The other brothers were impressed. Sometime after the celebration, Mama sent out her Thank You notes.
She wrote: “Milton, the house you built is so huge that I live in only one room, but I have to clean the whole house. Thanks anyway.”
“Marvin, I am too old to travel. I stay home; I have my groceries delivered, so I never use the Mercedes. The thought was good. Thanks.”
“Michael, you gave me an expensive theater with Dolby sound and it can hold 50 people, but all of my friends are dead, I’ve lost my hearing, and I’m nearly blind. I’ll never use it. Thank you for the gesture just the same.”
“Dearest Melvin, you were the only son to have the good sense to give a little thought to your gift. The chicken was delicious Thank you so much.”
Love, Mama
Filed under 2018, Monday morning writing joke
WHAT CAUSES ARTHRITIS?
A drunken Irishman sat down in a subway next to a priest. The man’s tie was stained, his face was red and plastered with red lipstick, a half-empty bottle of gin was sticking out of his torn coat pocket. He opened his newspaper and began reading.
After a few minutes the man turned to the priest and asked, “Say Father, what causes arthritis?”
The priest replies, “My Son, it’s caused by loose living, too much drink, contempt for your fellow man, sleeping around with prostitutes and loose women, scruffy dressing and lack of a bath.”
The drunk muttered, “Well, I’ll be damned.” Then returned to his paper.
The priest, thinking about what he had said, nudged the man and apologized. “I’m very sorry. I didn’t mean to come on so strong. How long have you had arthritis?”
The drunk answered, “I don’t have it, Father. I was just reading here that the Pope does.”
Writing Remember: your characters will often have hidden motives for the things they ask or do. Bring those motives into conflict, for serious or humorous results.
Filed under 2018, Monday morning writing joke
An old Doberman starts chasing rabbits and before long, discovers that he’s lost.
Wandering about, he notices a lion heading rapidly in his direction with the intention of having lunch.
The old Doberman thinks, “Oh, oh! I’m in deep shit now!”
Noticing some bones on the ground close by, he immediately settles down to chew on the bones with his back to the approaching cat.
Just as the lion is about to leap, the old Doberman exclaims, “Boy, that was one delicious lion! I wonder, if there are any more around here?”
Hearing this, the young lion halts his attack in mid-stride, a look of terror comes over him and he slinks away into the trees.
“Whew,” says the lion, “that was close! That old Doberman nearly had me.”
Meanwhile, a squirrel who had been watching the whole scene from a nearby tree, figures he can put this knowledge to good use and trade it for protection from the lion. So, off he goes.
The squirrel soon catches up with the lion, spills the beans and strikes a deal for himself with the lion.
The young lion is furious at being made a fool of and says, “Here, squirrel, hop on my back and see what’s going to happen to that conniving canine!”

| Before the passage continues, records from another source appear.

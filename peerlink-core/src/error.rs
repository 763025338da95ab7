//! # Error types
//!
//! Two layers:
//!
//! - [`TransportError`]: outcome of `send`/`connect` as seen by the router.
//!   Cheap to clone so one failure can be fanned out to every buffered send.
//! - [`PeerlinkError`]: crate-wide error for configuration, I/O, codecs and
//!   anything else that is not a per-send outcome.

use peerlink_types::{DisconnectReason, HandshakeError};
use thiserror::Error;

/// Failure taxonomy reported to callers of `send`.
#[derive(Debug, Clone, Copy, PartialEq, Eq, Hash)]
pub enum ErrorKind {
    DialFailure,
    HandshakeRejected,
    Timeout,
    PeerDisconnected,
    SelfConnectionAttempt,
    CapacityExceeded,
    ProtocolViolation,
}

/// 发送/连接失败原因
#[derive(Error, Debug, Clone, PartialEq, Eq)]
pub enum TransportError {
    #[error("cannot connect to self")]
    CannotConnectToSelf,

    #[error("connection limit of {limit} reached")]
    CapacityExceeded { limit: usize },

    #[error("port {port} outside configured range {min}-{max}")]
    PortOutOfRange { port: u16, min: u16, max: u16 },

    #[error("dial failed: {0}")]
    DialFailed(String),

    #[error("handshake rejected: {0}")]
    HandshakeRejected(HandshakeError),

    #[error("timed out: {0}")]
    Timeout(String),

    #[error("peer disconnected: {0}")]
    PeerDisconnected(DisconnectReason),

    #[error("no connection to {0}")]
    NoConnection(String),

    #[error("send failed: {0}")]
    SendFailed(String),

    #[error("protocol violation: {0}")]
    ProtocolViolation(String),

    #[error("transport stopped")]
    Stopped,
}

impl TransportError {
    pub fn kind(&self) -> ErrorKind {
        match self {
            TransportError::CannotConnectToSelf => ErrorKind::SelfConnectionAttempt,
            TransportError::CapacityExceeded { .. } | TransportError::PortOutOfRange { .. } => {
                ErrorKind::CapacityExceeded
            }
            TransportError::DialFailed(_) | TransportError::NoConnection(_) => ErrorKind::DialFailure,
            TransportError::HandshakeRejected(_) => ErrorKind::HandshakeRejected,
            TransportError::Timeout(_) => ErrorKind::Timeout,
            TransportError::PeerDisconnected(_)
            | TransportError::SendFailed(_)
            | TransportError::Stopped => ErrorKind::PeerDisconnected,
            TransportError::ProtocolViolation(_) => ErrorKind::ProtocolViolation,
        }
    }

    /// Everything except self-connection and capacity failures may succeed on
    /// a later attempt.
    pub fn is_retryable(&self) -> bool {
        !matches!(
            self.kind(),
            ErrorKind::SelfConnectionAttempt | ErrorKind::CapacityExceeded
        )
    }

    /// Translate the reason a connection went away into the error seen by
    /// sends that were waiting on it.
    pub fn from_disconnect(reason: DisconnectReason, was_open: bool) -> Self {
        if was_open {
            return TransportError::PeerDisconnected(reason);
        }
        match reason {
            DisconnectReason::DeadConnection => TransportError::Timeout("dial deadline exceeded".into()),
            DisconnectReason::HandshakeTimeout => TransportError::Timeout("no handshake response".into()),
            DisconnectReason::DuplicateConnection => {
                TransportError::HandshakeRejected(HandshakeError::DuplicateConnection)
            }
            DisconnectReason::InvalidVersion => TransportError::HandshakeRejected(HandshakeError::InvalidVersion),
            DisconnectReason::InvalidTargetPeerDescriptor => {
                TransportError::HandshakeRejected(HandshakeError::InvalidTargetPeerDescriptor)
            }
            DisconnectReason::ProtocolViolation => {
                TransportError::ProtocolViolation("connection closed during handshake".into())
            }
            other => TransportError::DialFailed(other.to_string()),
        }
    }
}

/// Crate-wide error type
#[derive(Error, Debug)]
pub enum PeerlinkError {
    #[error("Configuration error: {0}")]
    Configuration(String),

    #[error("IO error: {0}")]
    Io(#[from] std::io::Error),

    #[error("Serialization error: {0}")]
    Serialization(String),

    #[error(transparent)]
    Transport(#[from] TransportError),

    #[error("WebSocket error: {0}")]
    WebSocket(String),

    #[error("WebRTC error: {0}")]
    WebRtc(String),

    #[error("Simulator error: {0}")]
    Simulator(String),

    #[error("Internal error: {0}")]
    Internal(String),
}

impl PeerlinkError {
    pub fn configuration(msg: impl Into<String>) -> Self {
        Self::Configuration(msg.into())
    }

    pub fn serialization(msg: impl Into<String>) -> Self {
        Self::Serialization(msg.into())
    }

    pub fn websocket(msg: impl Into<String>) -> Self {
        Self::WebSocket(msg.into())
    }

    pub fn webrtc(msg: impl Into<String>) -> Self {
        Self::WebRtc(msg.into())
    }

    pub fn simulator(msg: impl Into<String>) -> Self {
        Self::Simulator(msg.into())
    }

    pub fn internal(msg: impl Into<String>) -> Self {
        Self::Internal(msg.into())
    }
}

impl From<bincode::Error> for PeerlinkError {
    fn from(e: bincode::Error) -> Self {
        Self::Serialization(e.to_string())
    }
}

impl From<toml::de::Error> for PeerlinkError {
    fn from(e: toml::de::Error) -> Self {
        Self::Configuration(e.to_string())
    }
}

impl From<tokio_tungstenite::tungstenite::Error> for PeerlinkError {
    fn from(e: tokio_tungstenite::tungstenite::Error) -> Self {
        Self::WebSocket(e.to_string())
    }
}

pub type Result<T> = std::result::Result<T, PeerlinkError>;

#[cfg(test)]
mod tests {
    use super::*;

    #[test]
    fn test_retryable_classification() {
        assert!(!TransportError::CannotConnectToSelf.is_retryable());
        assert!(!TransportError::CapacityExceeded { limit: 4 }.is_retryable());
        assert!(!TransportError::PortOutOfRange { port: 80, min: 40000, max: 40010 }.is_retryable());
        assert!(TransportError::DialFailed("refused".into()).is_retryable());
        assert!(TransportError::HandshakeRejected(HandshakeError::DuplicateConnection).is_retryable());
        assert!(TransportError::PeerDisconnected(DisconnectReason::Closed).is_retryable());
    }

    #[test]
    fn test_from_disconnect_before_and_after_open() {
        assert_eq!(
            TransportError::from_disconnect(DisconnectReason::DuplicateConnection, false).kind(),
            ErrorKind::HandshakeRejected
        );
        assert_eq!(
            TransportError::from_disconnect(DisconnectReason::DeadConnection, false).kind(),
            ErrorKind::Timeout
        );
        assert_eq!(
            TransportError::from_disconnect(DisconnectReason::DuplicateConnection, true),
            TransportError::PeerDisconnected(DisconnectReason::DuplicateConnection)
        );
    }

    #[test]
    fn test_error_display() {
        let err = PeerlinkError::configuration("port_min > port_max");
        assert_eq!(err.to_string(), "Configuration error: port_min > port_max");
        let err: PeerlinkError = TransportError::CannotConnectToSelf.into();
        assert_eq!(err.to_string(), "cannot connect to self");
    }
}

Now, the old Doberman sees the lion coming with the squirrel on his back and thinks, “What am I going to do now?” Instead of running, the dog sits down with his back to his attackers, pretending he hasn’t seen them yet, and just when they get close enough to hear, the old Doberman says…
“Where’s that squirrel? I sent him off an hour ago to bring me another lion.”
And there you have the bones of a story.